Mauprat – de Jean Epstein – 1926
Après une série de grands succès tournés pour les studios Albatros (dont l’épique Les Aventures de Robert Macaire), Jean Epstein gagne son indépendance et crée sa propre maison de production. Le premier film de cette « nouvelle carrière » est une adaptation d’un roman de George Sans, film épique en costume qui semble s’inscrire dans la continuité de sa période Albatros.
Il est vrai que le film est moins spectaculaire, formellement parlant, que des œuvres comme Cœur fidèle ou La Chute de la maison Usher, ou même Finis Terrae, autant de films marqués par les géniales expérimentations d’un cinéaste décidé à rompre avec la vieille tradition du « Film d’Art » pour entrer dans l’ère du « 7ème Art ».
Les toutes premières images, d’ailleurs, sont d’une banalité presque déconcertante venant d’Epstein, quand on n’a vu jusqu’à présent qu’une poignée de films majeurs du cinéaste (ceux déjà cités, donc). Dans ces quelques premiers plans, rien ne distingue vraiment Mauprat des autres films en costumes tournés à la même époque.
Mais très vite arrivent ces détails qui changent tout. La caméra cadrée sur les pieds d’un voyageur perdu, plutôt que sur le visage ; une série de surimpressions qui soulignent le mouvement ; un montage au dynamisme incroyable… Déjà, Epstein n’expérimente plus : il maîtrise totalement cet art auquel il apporte une nouvelle maturité.
Quelques scènes de transition sont plus banales, filmées visiblement sans grand intérêt. Mais toutes les séquences importantes sont d’une modernité impressionnante, parce qu’Epstein met totalement sa science du langage cinématographique au service de cette histoire d’amour impossible.
Le thème même du film ne souffre absolument pas des neuf décennies écoulées : Mauprat, du nom d’une famille que l’histoire a divisée entre riches bourgeois et odieux bandits. Entre ces deux branches, personnalisées par deux frères jumeaux (interprétés par le même comédien donc : Maurice Schutz, intense et nuancé), une histoire d’amour contrariée, éternelle variation sur le thème de Romeo et Juliette : la fille du bon frère est sauvée par son cousin orphelin élevé par le mauvais frère et qui se voit offrir une nouvelle chance de sortir de la fange.
Pas si simple, parce que le « beau monde » est filmé comme une prison étouffante gangrenée par des conventions qui condamnent d’avance les amoureux, alors que le monde des bandits, peuplé d’êtres détestables, est aussi synonyme de libertés et de grands espaces… C’est cette opposition des deux mondes, et la manière dont le jeune orphelin est tiraillé entre les deux versants de sa famille, qui intéressent vraiment Epstein dans ce beau film plein de vie.
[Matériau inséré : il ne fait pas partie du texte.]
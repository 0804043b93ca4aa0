//! Bulk mail dispatch over authenticated SMTP relays.
//!
//! - `courier serve` (the default) runs the HTTP API
//! - `courier verify <relay.ron>` checks that a relay accepts us
//! - `courier send <request.json>` runs one bulk dispatch and prints the summary

#![allow(clippy::print_stdout)]

#[cfg(not(any(target_os = "macos", unix)))]
compile_error!("Only macos and unix are currently supported");

use std::{path::PathBuf, process::ExitCode};

use clap::{Parser, Subcommand};
use courier::{
    Courier,
    config::{self, CONFIG_ENV},
    controller,
};
use courier_api::wire::{BulkEmailRequest, BulkEmailResponse};
use courier_common::{RelayConfig, logging};
use courier_dispatch::CancellationToken;

/// Bulk mail dispatch over authenticated SMTP relays
#[derive(Parser, Debug)]
#[command(name = "courier")]
#[command(version, about, long_about = None)]
struct Cli {
    /// Configuration file, overriding discovery
    #[arg(short, long, global = true)]
    config: Option<PathBuf>,

    #[command(subcommand)]
    command: Option<Command>,
}

#[derive(Subcommand, Debug)]
enum Command {
    /// Run the HTTP API until interrupted
    Serve,
    /// Connect, negotiate TLS and authenticate against a relay, then QUIT
    Verify {
        /// RON file with the relay settings
        relay: PathBuf,
    },
    /// Send one bulk request, given as JSON in the API's bulk shape
    Send {
        /// JSON request file, including the `smtp` relay settings
        request: PathBuf,
    },
}

/// The configuration to use. Only `serve` insists that a file exists.
fn load_config(explicit: Option<PathBuf>, required: bool) -> anyhow::Result<Courier> {
    if let Some(path) = explicit {
        return Courier::load(&path);
    }

    let from_env = std::env::var(CONFIG_ENV).ok();
    let candidates = config::default_paths();

    if required {
        Courier::load(&config::require(from_env.as_deref(), &candidates)?)
    } else {
        config::locate(from_env.as_deref(), &candidates)?
            .map_or_else(|| Ok(Courier::default()), |path| Courier::load(&path))
    }
}

async fn verify(courier: &Courier, relay: PathBuf) -> anyhow::Result<ExitCode> {
    let content = tokio::fs::read_to_string(&relay)
        .await
        .map_err(|e| anyhow::anyhow!("Failed to read relay from {}: {e}", relay.display()))?;
    let relay: RelayConfig = ron::from_str(&content)?;

    match courier.dispatcher().verify(&relay).await {
        Ok(()) => {
            println!("{}: SMTP connection successful", relay.redacted());
            Ok(ExitCode::SUCCESS)
        }
        Err(err) => {
            eprintln!("{}: SMTP connection failed: {err}", relay.redacted());
            Ok(ExitCode::FAILURE)
        }
    }
}

async fn send(courier: &Courier, request: PathBuf) -> anyhow::Result<ExitCode> {
    let content = tokio::fs::read_to_string(&request)
        .await
        .map_err(|e| anyhow::anyhow!("Failed to read request from {}: {e}", request.display()))?;
    let request: BulkEmailRequest = serde_json::from_str(&content)?;
    let (relay, request) = request.into_parts()?;

    let cancel = CancellationToken::new();
    let on_signal = {
        let cancel = cancel.clone();
        tokio::spawn(async move {
            if controller::termination().await.is_ok() {
                cancel.cancel();
            }
        })
    };

    let summary = courier
        .dispatcher()
        .dispatch_with_cancel(&relay, request, cancel)
        .await;
    on_signal.abort();
    let summary = summary?;

    let failed = summary.has_failures();
    println!(
        "{}",
        serde_json::to_string_pretty(&BulkEmailResponse::from(summary))?
    );

    Ok(if failed {
        ExitCode::FAILURE
    } else {
        ExitCode::SUCCESS
    })
}

#[tokio::main]
async fn main() -> anyhow::Result<ExitCode> {
    let cli = Cli::parse();

    match cli.command.unwrap_or(Command::Serve) {
        Command::Serve => {
            load_config(cli.config, true)?.run().await?;
            Ok(ExitCode::SUCCESS)
        }
        Command::Verify { relay } => {
            logging::init();
            verify(&load_config(cli.config, false)?, relay).await
        }
        Command::Send { request } => {
            logging::init();
            send(&load_config(cli.config, false)?, request).await
        }
    }
}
• Mauprat fait partie du magnifique coffret que Potemkine consacre à Jean Epstein à l’occasion de la rétrospective de la Cinémathèque Française. Au menu : quatorze films muets ou parlants, et un grand documentaire. Mauprat est accompagné d’une formidable musique de Neil Brand enregistrée en 2013. Le coffret est un rien cher, mais incontournable.